Other publications include “Paolo Soleri and the Teilhard de Chardin Cloister” in Building the Kingdom: Architecture of Religious Communities (Pickering & Chatto, London, 2014); “The Packaged House of Konrad Wachsmann and Walter Gropius” and “Modularity, Prefabrication & Building Manuals in Postwar Italy: Scenes from America” (ACSA, 2012); “Organic Italy? The Troubling Case of Rinaldo Semino Architect” Perspecta 43 (Yale Univeristy/MIT Press, 2010); “Digital Skins: architecture of surface” in SKIN: Surface, Substance and Design (Princeton Architectural Press, 2002); “Fluid Alliances: Architecture, Politics and Fetish Post 9/11” and “Territories of Protest,” in LOG magazine (2003 and 2008); “Seminal Space: Getting under the Digital Skin,” in RE: SKIN (MIT Press, 2006), “Flatness,” in the monograph Elena Manferdini, (2013) and “Anne Tyng: Dynamic Symmetries,” in Anne Tyng: Inhabiting Geometry (ICA, 2011).
In relation to her work on the politics of the 1960s, Alicia is a co-curator of the exhibit and catalog Clip, Stamp, Fold: The Architecture of Little Magazines 196X-197X. (Actar, 2010).

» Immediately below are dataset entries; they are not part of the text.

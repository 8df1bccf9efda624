//! Session lifecycle tests against the stub engine.

use std::path::Path;
use std::sync::atomic::{AtomicUsize, Ordering};

use gg_session::engine::{
    FinishReason, Session, SessionConfig, SessionError, SessionState, SharedBackend, StubBackend,
    StubScript,
};

fn config(max_length: usize) -> SessionConfig {
    SessionConfig { max_length, ..Default::default() }
}

fn open(
    registry: &'static SharedBackend<StubBackend>,
    backend: StubBackend,
    max_length: usize,
) -> Result<Session<StubBackend>, SessionError> {
    Session::acquire(registry, move || Ok(backend), Path::new("stub.gguf"), &config(max_length))
}

// =============================================================================
// Termination
// =============================================================================

#[test]
fn test_max_length_scenario_stops_after_two_tokens() {
    static REGISTRY: SharedBackend<StubBackend> = SharedBackend::new();
    let mut session = open(&REGISTRY, StubBackend::new(StubScript::bytes("abcdefgh")), 5).unwrap();

    // BOS + "ab" = 3 prompt tokens
    session.begin("ab").unwrap();
    assert_eq!(session.cursor(), 3);

    let outputs: Vec<_> = (0..5).map(|_| session.step().unwrap()).collect();
    assert!(!outputs[0].terminal);
    assert!(!outputs[1].terminal);
    assert!(outputs[2].terminal);
    assert_eq!(outputs[2].finish, Some(FinishReason::MaxLength));
    assert!(outputs[3].terminal && outputs[4].terminal);

    assert_eq!(session.decoded_count(), 2);
    assert_eq!(session.cursor(), 5);
    assert_eq!(session.state(), SessionState::Terminal);
    assert_eq!(session.completion_bytes(), b"ab");
    assert_eq!(session.text(), "abab");
}

#[test]
fn test_terminal_steps_never_advance_counters() {
    static REGISTRY: SharedBackend<StubBackend> = SharedBackend::new();
    let backend = StubBackend::new(StubScript::bytes("x"));
    let probe = backend.probe();
    let mut session = open(&REGISTRY, backend, 64).unwrap();
    session.begin("q").unwrap();

    assert!(!session.step().unwrap().terminal);
    let done = session.step().unwrap();
    assert!(done.terminal);
    assert_eq!(done.finish, Some(FinishReason::Eos));
    assert_eq!(done.token, None);

    let decodes = probe.decode_calls();
    for _ in 0..3 {
        let again = session.step().unwrap();
        assert!(again.terminal);
        assert_eq!(again.delta, "");
        assert_eq!(again.text, "qx");
    }
    assert_eq!(session.decoded_count(), 1);
    assert_eq!(session.cursor(), 3);
    assert_eq!(probe.decode_calls(), decodes, "terminal steps must not decode");
}

#[test]
fn test_state_progression() {
    static REGISTRY: SharedBackend<StubBackend> = SharedBackend::new();
    let mut session = open(&REGISTRY, StubBackend::new(StubScript::bytes("ok")), 64).unwrap();
    assert_eq!(session.state(), SessionState::Created);
    session.begin("say").unwrap();
    assert_eq!(session.state(), SessionState::Initialized);
    session.step().unwrap();
    assert_eq!(session.state(), SessionState::Generating);
    session.step().unwrap();
    assert_eq!(session.state(), SessionState::Generating);
    session.step().unwrap();
    assert_eq!(session.state(), SessionState::Terminal);
    assert_eq!(session.finish_reason(), Some(FinishReason::Eos));
}

// =============================================================================
// Overflow and release
// =============================================================================

#[test]
fn test_prompt_longer_than_max_length_is_context_overflow() {
    static REGISTRY: SharedBackend<StubBackend> = SharedBackend::new();
    let backend = StubBackend::new(StubScript::default());
    let probe = backend.probe();
    let mut session = open(&REGISTRY, backend, 4).unwrap();

    let err = session.begin("hello").unwrap_err();
    assert!(matches!(err, SessionError::ContextOverflow { max: 4, got: 6 }));
    assert!(err.is_recoverable());
    assert_eq!(session.state(), SessionState::Created);
    assert_eq!(probe.decode_calls(), 0);

    // A shorter prompt still works on the same session.
    session.begin("hi").unwrap();

    assert!(session.release());
    assert_eq!(probe.contexts_live(), 0);
    assert_eq!(probe.models_live(), 0);
    assert_eq!(probe.drops(), vec!["context", "model", "backend"]);
    assert_eq!(REGISTRY.live_leases(), 0);
}

#[test]
fn test_repeated_release_is_a_no_op() {
    static REGISTRY: SharedBackend<StubBackend> = SharedBackend::new();
    let backend = StubBackend::new(StubScript::default());
    let probe = backend.probe();
    let mut session = open(&REGISTRY, backend, 16).unwrap();

    assert!(session.release());
    assert!(!session.release());
    assert!(!session.release());
    assert!(session.is_released());
    assert_eq!(probe.drops().len(), 3);

    drop(session);
    assert_eq!(probe.drops().len(), 3, "drop after release must not free again");
}

#[test]
fn test_drop_releases_handles() {
    static REGISTRY: SharedBackend<StubBackend> = SharedBackend::new();
    let backend = StubBackend::new(StubScript::default());
    let probe = backend.probe();
    let session = open(&REGISTRY, backend, 16).unwrap();
    drop(session);
    assert_eq!(probe.drops(), vec!["context", "model", "backend"]);
    assert!(!REGISTRY.is_initialized());
}

#[test]
fn test_operations_after_release_fail() {
    static REGISTRY: SharedBackend<StubBackend> = SharedBackend::new();
    let mut session = open(&REGISTRY, StubBackend::new(StubScript::bytes("a")), 16).unwrap();
    session.begin("x").unwrap();
    session.release();
    assert!(matches!(session.step(), Err(SessionError::Released)));
    session.clear();
    assert!(matches!(session.begin("x"), Err(SessionError::Released)));
}

// =============================================================================
// Construction failures
// =============================================================================

#[test]
fn test_load_failure_releases_backend() {
    static REGISTRY: SharedBackend<StubBackend> = SharedBackend::new();
    let backend = StubBackend::new(StubScript { fail_load: true, ..Default::default() });
    let probe = backend.probe();
    let err = open(&REGISTRY, backend, 16).err().unwrap();
    assert!(matches!(err, SessionError::Load(_)));
    assert!(err.is_construction());
    assert_eq!(probe.drops(), vec!["backend"]);
    assert_eq!(REGISTRY.live_leases(), 0);
}

#[test]
fn test_context_failure_frees_model() {
    static REGISTRY: SharedBackend<StubBackend> = SharedBackend::new();
    let backend = StubBackend::new(StubScript { fail_context: true, ..Default::default() });
    let probe = backend.probe();
    let err = open(&REGISTRY, backend, 16).err().unwrap();
    assert!(matches!(err, SessionError::Context(_)));
    assert_eq!(probe.drops(), vec!["model", "backend"]);
}

#[test]
fn test_window_smaller_than_max_length_is_rejected() {
    static REGISTRY: SharedBackend<StubBackend> = SharedBackend::new();
    let backend = StubBackend::new(StubScript { n_ctx: Some(4), ..Default::default() });
    let probe = backend.probe();
    let err = open(&REGISTRY, backend, 8).err().unwrap();
    assert!(matches!(err, SessionError::Context(_)));
    assert_eq!(probe.contexts_live(), 0);
    assert_eq!(probe.models_live(), 0);
}

#[test]
fn test_invalid_config_is_rejected_before_loading() {
    static REGISTRY: SharedBackend<StubBackend> = SharedBackend::new();
    static INITS: AtomicUsize = AtomicUsize::new(0);
    let err = Session::acquire(
        &REGISTRY,
        || {
            INITS.fetch_add(1, Ordering::SeqCst);
            Ok(StubBackend::new(StubScript::default()))
        },
        Path::new("stub.gguf"),
        &config(0),
    )
    .err()
    .unwrap();
    assert!(matches!(err, SessionError::Config(_)));
    assert_eq!(INITS.load(Ordering::SeqCst), 0);
}

// =============================================================================
// Decode batch traffic
// =============================================================================

#[test]
fn test_prompt_batch_requests_logits_for_last_slot_only() {
    static REGISTRY: SharedBackend<StubBackend> = SharedBackend::new();
    let backend = StubBackend::new(StubScript::bytes("z"));
    let probe = backend.probe();
    let mut session = open(&REGISTRY, backend, 16).unwrap();
    session.begin("abc").unwrap();
    session.step().unwrap();

    let batches = probe.batches();
    assert_eq!(
        batches[0],
        vec![
            (StubBackend::BOS, 0, false),
            (u32::from(b'a'), 1, false),
            (u32::from(b'b'), 2, false),
            (u32::from(b'c'), 3, true),
        ]
    );
    assert_eq!(batches[1], vec![(u32::from(b'z'), 4, true)]);
    assert_eq!(probe.logits_reads(), vec![3]);

    session.step().unwrap();
    assert_eq!(probe.logits_reads(), vec![3, 0]);
}

#[test]
fn test_decode_failure_leaves_counters_untouched() {
    static REGISTRY: SharedBackend<StubBackend> = SharedBackend::new();
    let backend = StubBackend::new(StubScript {
        tokens: b"xyz".iter().map(|&b| u32::from(b)).collect(),
        fail_decode_at: Some(2),
        ..Default::default()
    });
    let mut session = open(&REGISTRY, backend, 16).unwrap();
    session.begin("p").unwrap();
    session.step().unwrap();

    let cursor = session.cursor();
    let decoded = session.decoded_count();
    let tokens = session.tokens().to_vec();
    let bytes = session.output_bytes().to_vec();

    let err = session.step().unwrap_err();
    assert!(matches!(err, SessionError::DecodeFailed { status: 1 }));
    assert_eq!(session.cursor(), cursor);
    assert_eq!(session.decoded_count(), decoded);
    assert_eq!(session.tokens(), tokens.as_slice());
    assert_eq!(session.output_bytes(), bytes.as_slice());
    assert_eq!(session.state(), SessionState::Generating);

    // Retrying redraws from the same logits and succeeds.
    let out = session.step().unwrap();
    assert_eq!(out.token, Some(u32::from(b'y')));
    assert_eq!(session.decoded_count(), decoded + 1);
}

fn flat_run(registry: &'static SharedBackend<StubBackend>, fail_decode_at: Option<usize>) -> Vec<u32> {
    let backend = StubBackend::new(StubScript { flat_logits: true, fail_decode_at, ..Default::default() });
    let mut session = open(registry, backend, 12).unwrap();
    session.begin("p").unwrap();
    loop {
        match session.step() {
            Ok(out) if out.terminal => break,
            Ok(_) => {}
            Err(SessionError::DecodeFailed { .. }) => {}
            Err(e) => panic!("unexpected error: {e}"),
        }
    }
    session.tokens().to_vec()
}

#[test]
fn test_failed_step_does_not_consume_a_draw() {
    static CLEAN: SharedBackend<StubBackend> = SharedBackend::new();
    static FAILING: SharedBackend<StubBackend> = SharedBackend::new();

    // Uniform rows keep dozens of candidates, so every draw depends on the RNG.
    let clean = flat_run(&CLEAN, None);
    let retried = flat_run(&FAILING, Some(2));

    assert_eq!(clean.len(), 12);
    assert!(clean[2..].windows(2).any(|w| w[0] != w[1]), "draws were not random: {clean:?}");
    assert_eq!(retried, clean);
}

#[test]
fn test_prompt_decode_failure_keeps_session_created() {
    static REGISTRY: SharedBackend<StubBackend> = SharedBackend::new();
    let backend = StubBackend::new(StubScript { fail_decode_at: Some(0), ..Default::default() });
    let probe = backend.probe();
    let mut session = open(&REGISTRY, backend, 16).unwrap();

    assert!(matches!(session.begin("p"), Err(SessionError::DecodeFailed { status: 1 })));
    assert_eq!(session.state(), SessionState::Created);
    assert_eq!(session.cursor(), 0);
    assert_eq!(probe.cache_clears(), 1);

    session.begin("p").unwrap();
    assert_eq!(session.cursor(), 2);
}

// =============================================================================
// Text assembly
// =============================================================================

#[test]
fn test_split_character_is_reported_once_complete() {
    static REGISTRY: SharedBackend<StubBackend> = SharedBackend::new();
    let backend = StubBackend::new(StubScript::bytes("é!"));
    let mut session = open(&REGISTRY, backend, 16).unwrap();
    session.begin("").unwrap();
    assert_eq!(session.cursor(), 1, "empty prompt decodes the BOS marker alone");

    let first = session.step().unwrap();
    assert_eq!(first.delta, "");
    let second = session.step().unwrap();
    assert_eq!(second.delta, "é");
    let third = session.step().unwrap();
    assert_eq!(third.delta, "!");
    assert_eq!(third.text, "é!");
}

#[test]
fn test_long_piece_uses_exact_size_retry() {
    static REGISTRY: SharedBackend<StubBackend> = SharedBackend::new();
    let backend = StubBackend::new(StubScript {
        tokens: vec![StubBackend::FIRST_WORD],
        words: vec![b"a-long-word!".to_vec()],
        ..Default::default()
    });
    let mut session = open(&REGISTRY, backend, 16).unwrap();
    session.begin("w").unwrap();
    let out = session.step().unwrap();
    assert_eq!(out.delta, "a-long-word!");
    assert_eq!(session.completion_bytes(), b"a-long-word!");
}

#[test]
fn test_echo_disabled_reports_completion_only() {
    static REGISTRY: SharedBackend<StubBackend> = SharedBackend::new();
    let cfg = SessionConfig { max_length: 16, echo_prompt: false, ..Default::default() };
    let mut session = Session::acquire(
        &REGISTRY,
        || Ok(StubBackend::new(StubScript::bytes("yo"))),
        Path::new("stub.gguf"),
        &cfg,
    )
    .unwrap();
    session.begin("prompt").unwrap();
    while !session.step().unwrap().terminal {}
    assert_eq!(session.text(), "yo");
    assert_eq!(session.output_bytes(), session.completion_bytes());
}

// =============================================================================
// Clear
// =============================================================================

#[test]
fn test_clear_resets_and_allows_new_prompt() {
    static REGISTRY: SharedBackend<StubBackend> = SharedBackend::new();
    let backend = StubBackend::new(StubScript::bytes("12"));
    let probe = backend.probe();
    let mut session = open(&REGISTRY, backend, 16).unwrap();
    session.begin("first").unwrap();
    while !session.step().unwrap().terminal {}

    session.clear();
    assert_eq!(session.state(), SessionState::Created);
    assert!(session.tokens().is_empty());
    assert!(session.output_bytes().is_empty());
    assert_eq!(session.text(), "");
    assert_eq!((session.cursor(), session.decoded_count()), (0, 0));
    assert_eq!(probe.cache_clears(), 1);

    session.begin("again").unwrap();
    let out = session.step().unwrap();
    assert_eq!(out.text, "again1");
    assert_eq!(probe.batches().last().unwrap()[0].1, 6, "positions restart after clear");
}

Her dissertation at Princeton University focused on similar issues of computation, fabrication, and scientific concepts used by architects in 1960s postwar Italy. Entitled “Alternate Organics: The aesthetics of experimentation in art, technology & architecture in postwar Italy,” this project repositions “organic architecture” as an investigation of megastructural design and prefabrication modeled on natural models of growth.
She was a Van Alen/John Dinkeloo Visiting Fellow at the American Academy in Rome.